> [Information given]:
--*--
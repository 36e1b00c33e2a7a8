//! Settings applied to a context from outside, before it is first used

use std::sync::Arc;

use ormkit_connection::DbConnectionInfo;
use ormkit_core::{AppConfig, DbProviderInfo};

use crate::OnModelCreating;

/// Configuration a tool hands to a context before using it: a different
/// config, connection, provider or model hook.
///
/// Applying one to a context turns its database initializer off.
#[derive(Clone, Default)]
pub struct DbContextInfo {
    connection_info: Option<DbConnectionInfo>,
    model_provider_info: Option<DbProviderInfo>,
    app_config: Option<Arc<AppConfig>>,
    on_model_creating: Option<OnModelCreating>,
}

impl DbContextInfo {
    pub fn new() -> Self {
        Self::default()
    }

    pub fn with_connection_info(mut self, connection_info: DbConnectionInfo) -> Self {
        self.connection_info = Some(connection_info);
        self
    }

    pub fn with_model_provider_info(mut self, provider_info: DbProviderInfo) -> Self {
        self.model_provider_info = Some(provider_info);
        self
    }

    pub fn with_app_config(mut self, config: Arc<AppConfig>) -> Self {
        self.app_config = Some(config);
        self
    }

    pub fn with_on_model_creating(mut self, hook: OnModelCreating) -> Self {
        self.on_model_creating = Some(hook);
        self
    }

    pub fn connection_info(&self) -> Option<&DbConnectionInfo> {
        self.connection_info.as_ref()
    }

    pub fn model_provider_info(&self) -> Option<&DbProviderInfo> {
        self.model_provider_info.as_ref()
    }

    pub fn app_config(&self) -> Option<&Arc<AppConfig>> {
        self.app_config.as_ref()
    }

    pub fn on_model_creating(&self) -> Option<&OnModelCreating> {
        self.on_model_creating.as_ref()
    }
}

impl std::fmt::Debug for DbContextInfo {
    fn fmt(&self, f: &mut std::fmt::Formatter<'_>) -> std::fmt::Result {
        f.debug_struct("DbContextInfo")
            .field("connection_info", &self.connection_info)
            .field("model_provider_info", &self.model_provider_info)
            .field("has_app_config", &self.app_config.is_some())
            .field("has_on_model_creating", &self.on_model_creating.is_some())
            .finish()
    }
}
--*--
> [Problem requirements]: Determine how many lines of the listing hold the word "Option", then write only that number.

> [Output of the exercise]: 8